Lying silently under the water, perhaps for years, these ruins which are a nostalgic reminder of the past life in that area, make their appearance only during a severe drought. So, when the scorching Sun has appeased his thirst by drinking up most of the waters of the reservoir, the remains of the human settlements and the ruins of the temples that once saw thousands of devotees walk its floors and pay homage at its altars, slowly emerge, mesmerising those who come to see them. In a severe drought, the bed of the reservoir sometimes becomes bone dry, with the earth cracking up to create a striking design on the ground. Perhaps, some of the villagers whose homes went under water to give birth to the Kotmale dam, reservoir, tunnel and underground hydro-electricity power station, then walk on the reservoir bed, reminiscing the days gone by.

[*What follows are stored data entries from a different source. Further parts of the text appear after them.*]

//! Synthesizes "Twinkle, Twinkle, Little Star" from a note string, writes
//! it to a WAV file, and plays it.

use ditty::Sound;

const MELODY: &str = "A A E5 E5 F#5 F#5 E5
    D5 D5 C#5 C#5 B B A
    E5 E5 D5 D5 C#5 C#5 B
    E5 E5 D5 D5 C#5 C#5 B
    A A E5 E5 F#5 F#5 E5
    D5 D5 C#5 C#5 B B A";

fn main() -> anyhow::Result<()> {
    let melody = Sound::from_notes(MELODY, 120.0)?;
    melody.write("twinkle.wav")?;
    println!("Wrote twinkle.wav ({:.1}s)", melody.duration());

    println!("Playing...");
    melody.play().map_err(|e| anyhow::anyhow!(e))?;
    Ok(())
}
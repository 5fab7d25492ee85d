use ditty::{Sound, pure_tone};

#[test]
fn test_one_note_at_sixty_bpm_is_two_seconds() {
    // beat = 60 / 60 = 1 s: one second of tone plus one second of rest
    let sound = Sound::from_notes("A", 60.0).unwrap();
    assert_eq!(sound.sample_rate(), 44100);
    assert_eq!(sound.len(), 2 * 44100);

    let tone = pure_tone(440.0, 1.0);
    assert_eq!(&sound.samples()[..44100], tone.samples());
    assert!(sound.samples()[44100..].iter().all(|&s| s == 0.0));
}

#[test]
fn test_melody_length_scales_with_tempo() {
    // beat = 0.5 s at 120 bpm; three notes, each with its own rest
    let sound = Sound::from_notes("A B C#5", 120.0).unwrap();
    assert_eq!(sound.len(), 3 * 44100);
}

#[test]
fn test_octaveless_tokens_track_the_default_octave() {
    let explicit = Sound::from_notes("A4 B4", 90.0).unwrap();
    let implicit = Sound::from_notes("A B", 90.0).unwrap();
    assert_eq!(explicit, implicit);
}

#[test]
fn test_bad_token_aborts_synthesis() {
    let err = Sound::from_notes("A Q2 B", 60.0).unwrap_err();
    assert_eq!(err.to_string(), "invalid pitch name: 'Q2'");
}

#[test]
fn test_written_melody_survives_a_decode() {
    let dir = tempfile::tempdir().unwrap();
    let path = dir.path().join("melody.wav");

    let melody = Sound::from_notes("A E5", 240.0).unwrap();
    melody.write(&path).unwrap();

    let decoded = Sound::from_wav_file(&path).unwrap();
    assert_eq!(decoded.sample_rate(), melody.sample_rate());
    assert_eq!(decoded.len(), melody.len());

    // encoding rounds to 16-bit integers, so samples match to half a unit
    let drift = melody
        .samples()
        .iter()
        .zip(decoded.samples())
        .map(|(a, b)| (a - b).abs())
        .fold(0.0_f64, f64::max);
    assert!(drift <= 0.5, "max round-trip drift {} exceeds 0.5", drift);
}
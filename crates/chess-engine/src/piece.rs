//! Piece instances living on a board.

use std::fmt;

use chess_core::{Color, PieceKind, Square};
use serde::{Deserialize, Serialize};

/// Handle to a piece in a board's piece arena.
///
/// Ids are stable for the lifetime of the board: captured pieces keep their
/// id and are only flagged dead.
#[derive(Clone, Copy, PartialEq, Eq, Hash, PartialOrd, Ord, Serialize, Deserialize)]
#[serde(transparent)]
pub struct PieceId(u8);

impl PieceId {
    #[inline]
    pub(crate) const fn new(index: u8) -> Self {
        PieceId(index)
    }

    /// Returns the arena index.
    #[inline]
    pub const fn index(self) -> usize {
        self.0 as usize
    }
}

impl fmt::Debug for PieceId {
    fn fmt(&self, f: &mut fmt::Formatter<'_>) -> fmt::Result {
        write!(f, "PieceId({})", self.0)
    }
}

impl fmt::Display for PieceId {
    fn fmt(&self, f: &mut fmt::Formatter<'_>) -> fmt::Result {
        write!(f, "#{}", self.0)
    }
}

/// A piece on (or formerly on) the board.
#[derive(Debug, Clone, PartialEq, Eq, Serialize, Deserialize)]
pub struct Piece {
    id: PieceId,
    color: Color,
    kind: PieceKind,
    square: Square,
    moved: bool,
    alive: bool,
}

impl Piece {
    pub(crate) fn new(id: PieceId, color: Color, kind: PieceKind, square: Square) -> Self {
        Piece {
            id,
            color,
            kind,
            square,
            moved: false,
            alive: true,
        }
    }

    #[inline]
    pub fn id(&self) -> PieceId {
        self.id
    }

    #[inline]
    pub fn color(&self) -> Color {
        self.color
    }

    #[inline]
    pub fn kind(&self) -> PieceKind {
        self.kind
    }

    /// The square the piece stands on, or stood on when it was captured.
    #[inline]
    pub fn square(&self) -> Square {
        self.square
    }

    /// True once the piece has made a move. Castling and the pawn double
    /// step depend on it.
    #[inline]
    pub fn has_moved(&self) -> bool {
        self.moved
    }

    #[inline]
    pub fn is_alive(&self) -> bool {
        self.alive
    }

    /// Returns true if `other` belongs to the opponent.
    #[inline]
    pub fn is_enemy_of(&self, other: &Piece) -> bool {
        self.color != other.color
    }

    /// Forward sign for pawn deltas: +1 for White, -1 for Black.
    #[inline]
    pub(crate) fn forward(&self) -> i8 {
        self.color.pawn_direction()
    }

    pub(crate) fn set_square(&mut self, square: Square) {
        self.square = square;
    }

    pub(crate) fn set_moved(&mut self, moved: bool) {
        self.moved = moved;
    }

    pub(crate) fn set_alive(&mut self, alive: bool) {
        self.alive = alive;
    }
}

impl fmt::Display for Piece {
    fn fmt(&self, f: &mut fmt::Formatter<'_>) -> fmt::Result {
        write!(f, "{} {} on {}", self.color, self.kind, self.square)
    }
}
//! Move records and the history stack.

use chess_core::{Move, MoveFlag, PieceKind, Square};
use serde::{Deserialize, Serialize};

use crate::PieceId;

/// A piece removed by a move, and where it stood.
///
/// The square differs from the move's destination only for en passant.
#[derive(Debug, Clone, Copy, PartialEq, Eq, Serialize, Deserialize)]
pub struct Capture {
    pub piece: PieceId,
    pub square: Square,
}

/// The rook half of a castling move.
#[derive(Debug, Clone, Copy, PartialEq, Eq, Serialize, Deserialize)]
pub struct RookShift {
    pub piece: PieceId,
    pub from: Square,
    pub to: Square,
    /// The rook had not moved before castling.
    pub first_move: bool,
}

/// The piece a pawn was replaced with.
#[derive(Debug, Clone, Copy, PartialEq, Eq, Serialize, Deserialize)]
pub struct Promotion {
    pub kind: PieceKind,
    pub piece: PieceId,
}

/// Everything needed to replay or reverse one applied move.
#[derive(Debug, Clone, PartialEq, Eq, Serialize, Deserialize)]
pub struct MoveRecord {
    pub piece: PieceId,
    pub from: Square,
    pub to: Square,
    pub flag: MoveFlag,
    pub captured: Option<Capture>,
    /// The mover had not moved before this move.
    pub first_move: bool,
    pub rook: Option<RookShift>,
    pub promotion: Option<Promotion>,
}

impl MoveRecord {
    pub(crate) fn new(piece: PieceId, from: Square, to: Square, flag: MoveFlag) -> Self {
        MoveRecord {
            piece,
            from,
            to,
            flag,
            captured: None,
            first_move: false,
            rook: None,
            promotion: None,
        }
    }

    /// Number of ranks crossed by the mover.
    pub fn rank_distance(&self) -> u8 {
        self.from.rank().index().abs_diff(self.to.rank().index())
    }

    /// The flattened coordinate form of this record.
    pub fn as_move(&self) -> Move {
        Move {
            from: self.from,
            to: self.to,
            flag: self.flag,
            promotion: self.promotion.map(|p| p.kind),
        }
    }
}

/// Stack of applied moves, oldest first.
///
/// A board loaded mid-game may also know the move played just before it
/// was loaded (a FEN en passant target implies one). That move counts as
/// the last move for en passant but cannot be undone.
#[derive(Debug, Clone, Default, PartialEq, Eq, Serialize, Deserialize)]
pub struct MoveHistory {
    records: Vec<MoveRecord>,
    #[serde(default, skip_serializing_if = "Option::is_none")]
    preceding: Option<MoveRecord>,
}

impl MoveHistory {
    pub fn new() -> Self {
        Self::default()
    }

    pub(crate) fn push(&mut self, record: MoveRecord) {
        self.records.push(record);
    }

    pub(crate) fn pop(&mut self) -> Option<MoveRecord> {
        self.records.pop()
    }

    pub(crate) fn set_preceding(&mut self, record: MoveRecord) {
        self.preceding = Some(record);
    }

    pub(crate) fn last_applied_mut(&mut self) -> Option<&mut MoveRecord> {
        self.records.last_mut()
    }

    /// The most recent move, including one that preceded the loaded
    /// position.
    pub fn last(&self) -> Option<&MoveRecord> {
        self.records.last().or(self.preceding.as_ref())
    }

    /// The most recent move applied on this board: the one
    /// [`Board::undo_last_move`](crate::Board::undo_last_move) reverses.
    pub fn last_applied(&self) -> Option<&MoveRecord> {
        self.records.last()
    }

    /// Number of applied moves.
    pub fn len(&self) -> usize {
        self.records.len()
    }

    pub fn is_empty(&self) -> bool {
        self.records.is_empty()
    }

    pub fn iter(&self) -> impl Iterator<Item = &MoveRecord> {
        self.records.iter()
    }

    /// A history holding only the last record: all that en passant
    /// eligibility ever looks at.
    pub(crate) fn tail(&self) -> MoveHistory {
        match self.records.last() {
            Some(last) => MoveHistory {
                records: vec![last.clone()],
                preceding: None,
            },
            None => self.clone(),
        }
    }
}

Spread across a land area of 2,270 ha, the Kotmale Reservoir which embraces lands from both the Kandy and Nuwara Eliya districts, is nestled between the Tispane and Kadadora hills.

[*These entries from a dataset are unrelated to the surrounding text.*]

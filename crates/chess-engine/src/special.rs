//! Castling, en passant and promotion.
//!
//! The keep-predicates here are consulted by the move generator; the
//! promotion hook runs on the live board once a pawn has reached its last
//! rank.

use chess_core::{Color, Direction, File, MoveFlag, PieceKind, Square};
use serde::{Deserialize, Serialize};

use crate::history::{MoveRecord, Promotion};
use crate::movegen::is_square_attacked;
use crate::{Board, BoardError, Piece, PieceId};

/// The wing a king castles towards.
#[derive(Debug, Clone, Copy, PartialEq, Eq, Hash, Serialize, Deserialize)]
pub enum CastleSide {
    Kingside,
    Queenside,
}

impl CastleSide {
    pub const fn from_flag(flag: MoveFlag) -> Option<Self> {
        match flag {
            MoveFlag::CastleKingside => Some(CastleSide::Kingside),
            MoveFlag::CastleQueenside => Some(CastleSide::Queenside),
            _ => None,
        }
    }

    pub const fn from_direction(direction: Direction) -> Option<Self> {
        match direction {
            Direction::CastleKingside => Some(CastleSide::Kingside),
            Direction::CastleQueenside => Some(CastleSide::Queenside),
            _ => None,
        }
    }

    /// Where the rook starts and where it lands.
    pub fn rook_squares(self, color: Color) -> (Square, Square) {
        let rank = color.back_rank();
        match self {
            CastleSide::Kingside => (Square::new(File::H, rank), Square::new(File::F, rank)),
            CastleSide::Queenside => (Square::new(File::A, rank), Square::new(File::D, rank)),
        }
    }

    /// The squares the king stands on, crosses and lands on. None of them
    /// may be attacked.
    pub fn king_path(self, color: Color) -> [Square; 3] {
        let rank = color.back_rank();
        let files = match self {
            CastleSide::Kingside => [File::E, File::F, File::G],
            CastleSide::Queenside => [File::E, File::D, File::C],
        };
        files.map(|file| Square::new(file, rank))
    }

    /// The squares between king and rook, which must be empty.
    pub fn between(self, color: Color) -> Vec<Square> {
        let files: &[File] = match self {
            CastleSide::Kingside => &[File::F, File::G],
            CastleSide::Queenside => &[File::B, File::C, File::D],
        };
        files
            .iter()
            .map(|&file| Square::new(file, color.back_rank()))
            .collect()
    }
}

/// Whether `king` may castle towards `side` right now.
pub(crate) fn can_castle(board: &Board, king: &Piece, side: CastleSide) -> bool {
    let color = king.color();
    if king.kind() != PieceKind::King
        || king.has_moved()
        || king.square() != Square::new(File::E, color.back_rank())
    {
        return false;
    }

    let (rook_square, _) = side.rook_squares(color);
    let rook_ready = board.piece_at(rook_square).is_some_and(|rook| {
        rook.kind() == PieceKind::Rook && rook.color() == color && !rook.has_moved()
    });
    if !rook_ready {
        return false;
    }

    side.between(color)
        .into_iter()
        .all(|square| board.cell(square).is_empty())
        && side
            .king_path(color)
            .into_iter()
            .all(|square| !is_square_attacked(board, square, color.opposite()))
}

/// Whether an unmoved pawn may advance two squares. The destination itself
/// is checked by the generator.
pub(crate) fn double_step_allowed(board: &Board, pawn: &Piece) -> bool {
    pawn.kind() == PieceKind::Pawn
        && !pawn.has_moved()
        && pawn.square().rank() == pawn.color().pawn_rank()
        && pawn
            .square()
            .offset(0, pawn.forward())
            .is_some_and(|square| board.cell(square).is_empty())
}

/// The square `pawn` may capture onto en passant, if any.
///
/// Only the very last move counts: it must be an enemy pawn's double step
/// that landed right beside this pawn.
pub(crate) fn en_passant_target(board: &Board, pawn: &Piece) -> Option<Square> {
    if pawn.kind() != PieceKind::Pawn {
        return None;
    }
    let last = board.history().last()?;
    let mover = board.piece(last.piece).ok()?;
    let double_step = mover.kind() == PieceKind::Pawn
        && last.flag == MoveFlag::Normal
        && last.from.file() == last.to.file()
        && last.rank_distance() == 2;
    let beside = last.to.rank() == pawn.square().rank()
        && last.to.file().index().abs_diff(pawn.square().file().index()) == 1;

    if double_step && beside && mover.is_enemy_of(pawn) && mover.is_alive() {
        last.from.offset(0, mover.forward())
    } else {
        None
    }
}

/// A pawn moving onto its farthest rank.
pub(crate) fn reaches_last_rank(piece: &Piece, to: Square) -> bool {
    piece.kind() == PieceKind::Pawn && to.rank() == piece.color().promotion_rank()
}

impl Board {
    /// True iff `record` brought a pawn that is still standing there to its
    /// farthest rank, and it has not been promoted yet.
    pub fn promotion_possible(&self, record: &MoveRecord) -> bool {
        record.promotion.is_none()
            && self.piece(record.piece).is_ok_and(|piece| {
                piece.is_alive()
                    && piece.square() == record.to
                    && reaches_last_rank(piece, record.to)
            })
    }

    /// Replaces the pawn that just reached its last rank with a new piece of
    /// `kind`.
    ///
    /// The last history record is retagged as a promotion, so a single
    /// [`Board::undo_last_move`] takes back both the pawn move and the
    /// promotion.
    pub fn promote_pawn(&mut self, kind: PieceKind) -> Result<PieceId, BoardError> {
        if !kind.is_promotion_target() {
            return Err(BoardError::AmbiguousPromotionChoice(kind.to_string()));
        }
        let pawn = match self.history().last_applied() {
            Some(record) if self.promotion_possible(record) => record.piece,
            _ => return Err(BoardError::PromotionUnavailable),
        };

        let promoted = self.verified(|board| {
            let promoted = board.replace_piece(pawn, kind)?;
            if let Some(record) = board.history_mut().last_applied_mut() {
                record.flag = MoveFlag::Promotion;
                record.promotion = Some(Promotion {
                    kind,
                    piece: promoted,
                });
            }
            Ok(promoted)
        })?;
        tracing::debug!(%pawn, %promoted, %kind, "pawn promoted");
        Ok(promoted)
    }

    /// Moves a pawn onto its last rank and promotes it in one step.
    ///
    /// Nothing changes unless both the move and the promotion are valid.
    pub fn move_piece_with_promotion(
        &mut self,
        id: PieceId,
        from: Square,
        to: Square,
        kind: PieceKind,
    ) -> Result<MoveRecord, BoardError> {
        if !kind.is_promotion_target() {
            return Err(BoardError::AmbiguousPromotionChoice(kind.to_string()));
        }
        if !reaches_last_rank(self.living_piece(id)?, to) {
            return Err(BoardError::PromotionUnavailable);
        }
        self.move_piece(id, from, to)?;
        if let Err(err) = self.promote_pawn(kind) {
            self.undo_last_move()?;
            return Err(err);
        }
        self.history()
            .last()
            .cloned()
            .ok_or_else(|| BoardError::Corrupted("promotion left no record".to_string()))
    }
}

The Kotmale Reservoir project was one of the five major projects proposed under the Accelerated Mahaweli Development Programme, (AMDP) the country's largest ever hydro power scheme undertaken in ancient and modern times. Even though preliminary studies were first carried out for the Kotmale project way back in 1961, and again from 1964 to 1968 by the government with foreign assistance, the project did not get off the ground.

Then again another feasibility study was carried out with Indian assistance from 1973 - 1976. Thereafter, taking into account all the proposals from all these studies, the green light was given to commence work in February 1979 under the AMDP. The Kotmale reservoir was to be built, damming the Kotmale Oya which is one of the main tributaries of the Mahaweli River. The harvesting of the Mahaweli waters was carried out with the main aim of generating hydro electrical power to boost the national grid. And by damming the Kotmale Oya at an elevation of 2,100 feet above sea level, the reservoir which regulates a volume of 174 million cubic metres of water, at full capacity, was formed. The dam was constructed with three sluice gates which are opened to discharge the extra waters when the reservoir is at spill level. The crest length of the dam is about 520 metres and the height is about 87 metres.

The picturesque Kotmale Reservoir was impounded way back in November 1984 and power generation at the hydro-electrical power station commenced in June 1985. The electricity generated is 206 megawatts.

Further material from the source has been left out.